A single stretch of the material below is to be transcribed exactly, starting at the line with "it observes everything" and ending after the line with "sender's own connection".

╭──

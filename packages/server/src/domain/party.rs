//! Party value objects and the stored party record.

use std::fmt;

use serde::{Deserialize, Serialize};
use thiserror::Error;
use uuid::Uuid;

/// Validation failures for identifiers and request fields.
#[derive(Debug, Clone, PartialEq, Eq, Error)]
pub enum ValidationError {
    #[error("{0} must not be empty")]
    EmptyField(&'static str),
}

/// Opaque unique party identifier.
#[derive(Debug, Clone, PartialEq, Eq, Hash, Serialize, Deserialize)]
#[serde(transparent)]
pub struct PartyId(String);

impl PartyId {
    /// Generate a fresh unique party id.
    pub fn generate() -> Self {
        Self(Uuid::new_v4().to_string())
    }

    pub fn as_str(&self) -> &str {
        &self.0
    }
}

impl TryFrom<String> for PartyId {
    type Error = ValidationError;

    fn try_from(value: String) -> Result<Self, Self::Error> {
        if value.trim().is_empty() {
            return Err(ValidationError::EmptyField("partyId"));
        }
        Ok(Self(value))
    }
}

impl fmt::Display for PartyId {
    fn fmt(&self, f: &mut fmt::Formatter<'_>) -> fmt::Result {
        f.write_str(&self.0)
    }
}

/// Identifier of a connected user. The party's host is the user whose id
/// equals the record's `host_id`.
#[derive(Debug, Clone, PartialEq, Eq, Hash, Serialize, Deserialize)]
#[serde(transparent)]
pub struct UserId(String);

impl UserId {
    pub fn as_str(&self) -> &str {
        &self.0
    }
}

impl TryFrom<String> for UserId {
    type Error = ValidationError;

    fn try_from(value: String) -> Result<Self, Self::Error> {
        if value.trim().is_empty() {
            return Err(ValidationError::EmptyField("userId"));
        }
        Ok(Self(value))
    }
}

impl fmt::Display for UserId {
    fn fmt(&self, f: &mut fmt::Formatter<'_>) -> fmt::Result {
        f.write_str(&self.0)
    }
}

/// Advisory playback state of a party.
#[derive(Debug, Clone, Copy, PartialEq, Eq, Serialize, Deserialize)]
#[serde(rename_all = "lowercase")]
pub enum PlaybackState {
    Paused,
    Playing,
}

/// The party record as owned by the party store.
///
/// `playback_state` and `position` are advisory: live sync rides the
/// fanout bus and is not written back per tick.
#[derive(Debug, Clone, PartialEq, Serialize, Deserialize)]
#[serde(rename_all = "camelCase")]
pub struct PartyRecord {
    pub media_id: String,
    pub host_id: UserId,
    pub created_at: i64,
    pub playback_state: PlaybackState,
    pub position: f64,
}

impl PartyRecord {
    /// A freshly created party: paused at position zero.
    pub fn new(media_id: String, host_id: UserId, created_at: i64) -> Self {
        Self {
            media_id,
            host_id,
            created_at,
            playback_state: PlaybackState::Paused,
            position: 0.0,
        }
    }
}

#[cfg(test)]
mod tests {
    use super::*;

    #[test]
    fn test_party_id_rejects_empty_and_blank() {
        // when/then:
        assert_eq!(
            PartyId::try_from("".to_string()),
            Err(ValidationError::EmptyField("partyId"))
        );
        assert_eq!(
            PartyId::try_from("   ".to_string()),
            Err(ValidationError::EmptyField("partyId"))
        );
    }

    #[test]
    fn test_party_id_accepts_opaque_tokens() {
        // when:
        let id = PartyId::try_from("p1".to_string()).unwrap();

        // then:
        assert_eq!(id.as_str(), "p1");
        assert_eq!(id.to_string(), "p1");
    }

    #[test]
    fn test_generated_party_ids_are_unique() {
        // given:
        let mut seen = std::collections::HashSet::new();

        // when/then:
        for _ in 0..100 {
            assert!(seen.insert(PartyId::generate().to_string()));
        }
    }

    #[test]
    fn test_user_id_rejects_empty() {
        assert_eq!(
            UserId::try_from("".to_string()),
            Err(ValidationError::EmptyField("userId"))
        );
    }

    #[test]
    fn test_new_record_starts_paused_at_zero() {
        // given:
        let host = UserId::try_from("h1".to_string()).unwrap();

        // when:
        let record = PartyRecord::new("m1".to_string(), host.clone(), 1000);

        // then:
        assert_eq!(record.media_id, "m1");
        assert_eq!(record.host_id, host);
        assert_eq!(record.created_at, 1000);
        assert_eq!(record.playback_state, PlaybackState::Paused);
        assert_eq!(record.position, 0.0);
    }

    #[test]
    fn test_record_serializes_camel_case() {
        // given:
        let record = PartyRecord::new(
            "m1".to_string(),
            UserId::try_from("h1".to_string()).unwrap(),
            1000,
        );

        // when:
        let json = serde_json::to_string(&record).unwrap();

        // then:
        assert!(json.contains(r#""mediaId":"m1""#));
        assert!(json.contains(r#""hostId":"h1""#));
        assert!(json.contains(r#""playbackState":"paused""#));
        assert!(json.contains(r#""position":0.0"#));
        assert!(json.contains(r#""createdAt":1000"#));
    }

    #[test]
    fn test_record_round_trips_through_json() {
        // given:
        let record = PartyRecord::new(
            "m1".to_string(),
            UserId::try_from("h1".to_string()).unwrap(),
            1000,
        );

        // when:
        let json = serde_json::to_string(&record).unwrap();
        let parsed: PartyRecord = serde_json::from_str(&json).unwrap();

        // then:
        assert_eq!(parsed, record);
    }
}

╰──
╭──

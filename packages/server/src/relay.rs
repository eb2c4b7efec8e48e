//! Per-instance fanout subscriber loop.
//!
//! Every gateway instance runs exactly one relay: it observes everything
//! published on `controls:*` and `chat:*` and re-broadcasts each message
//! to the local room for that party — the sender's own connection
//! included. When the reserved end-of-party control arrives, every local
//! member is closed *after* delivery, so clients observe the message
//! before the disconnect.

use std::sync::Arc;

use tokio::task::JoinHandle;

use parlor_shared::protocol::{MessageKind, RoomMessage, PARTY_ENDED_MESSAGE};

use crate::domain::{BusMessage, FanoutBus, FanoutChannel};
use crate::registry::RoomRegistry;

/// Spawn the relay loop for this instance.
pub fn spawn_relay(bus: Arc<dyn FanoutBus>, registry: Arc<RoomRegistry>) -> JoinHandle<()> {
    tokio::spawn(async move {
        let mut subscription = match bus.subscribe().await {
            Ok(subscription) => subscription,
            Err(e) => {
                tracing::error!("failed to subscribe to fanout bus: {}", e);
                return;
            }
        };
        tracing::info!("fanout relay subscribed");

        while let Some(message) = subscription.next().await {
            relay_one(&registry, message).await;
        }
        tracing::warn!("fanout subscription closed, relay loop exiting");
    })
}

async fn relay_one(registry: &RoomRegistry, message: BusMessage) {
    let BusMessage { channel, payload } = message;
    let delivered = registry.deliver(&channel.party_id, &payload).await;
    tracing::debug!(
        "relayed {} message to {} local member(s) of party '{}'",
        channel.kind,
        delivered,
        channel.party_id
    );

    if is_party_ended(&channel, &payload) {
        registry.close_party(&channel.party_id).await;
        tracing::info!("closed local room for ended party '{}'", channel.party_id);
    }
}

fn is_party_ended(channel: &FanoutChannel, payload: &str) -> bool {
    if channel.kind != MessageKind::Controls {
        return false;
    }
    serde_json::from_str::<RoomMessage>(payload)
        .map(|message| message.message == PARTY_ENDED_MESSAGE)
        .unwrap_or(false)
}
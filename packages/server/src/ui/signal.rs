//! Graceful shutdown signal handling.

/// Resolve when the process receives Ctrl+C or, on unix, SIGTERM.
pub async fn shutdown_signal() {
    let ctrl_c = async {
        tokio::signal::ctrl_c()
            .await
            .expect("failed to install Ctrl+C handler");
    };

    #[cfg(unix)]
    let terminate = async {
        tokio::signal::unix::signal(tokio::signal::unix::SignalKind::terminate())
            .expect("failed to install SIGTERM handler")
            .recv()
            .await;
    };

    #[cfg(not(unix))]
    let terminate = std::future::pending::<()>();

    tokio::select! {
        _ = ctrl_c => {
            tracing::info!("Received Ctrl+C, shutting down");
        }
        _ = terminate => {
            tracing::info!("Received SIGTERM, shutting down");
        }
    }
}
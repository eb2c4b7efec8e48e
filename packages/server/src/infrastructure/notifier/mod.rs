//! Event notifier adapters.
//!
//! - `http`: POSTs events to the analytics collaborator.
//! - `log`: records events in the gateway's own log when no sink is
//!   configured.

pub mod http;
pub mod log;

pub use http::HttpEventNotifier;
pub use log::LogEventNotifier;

╰──

→ **SOLUTION**:
//! Every gateway instance runs exactly one relay: it observes everything
//! published on `controls:*` and `chat:*` and re-broadcasts each message
//! to the local room for that party — the sender's own connection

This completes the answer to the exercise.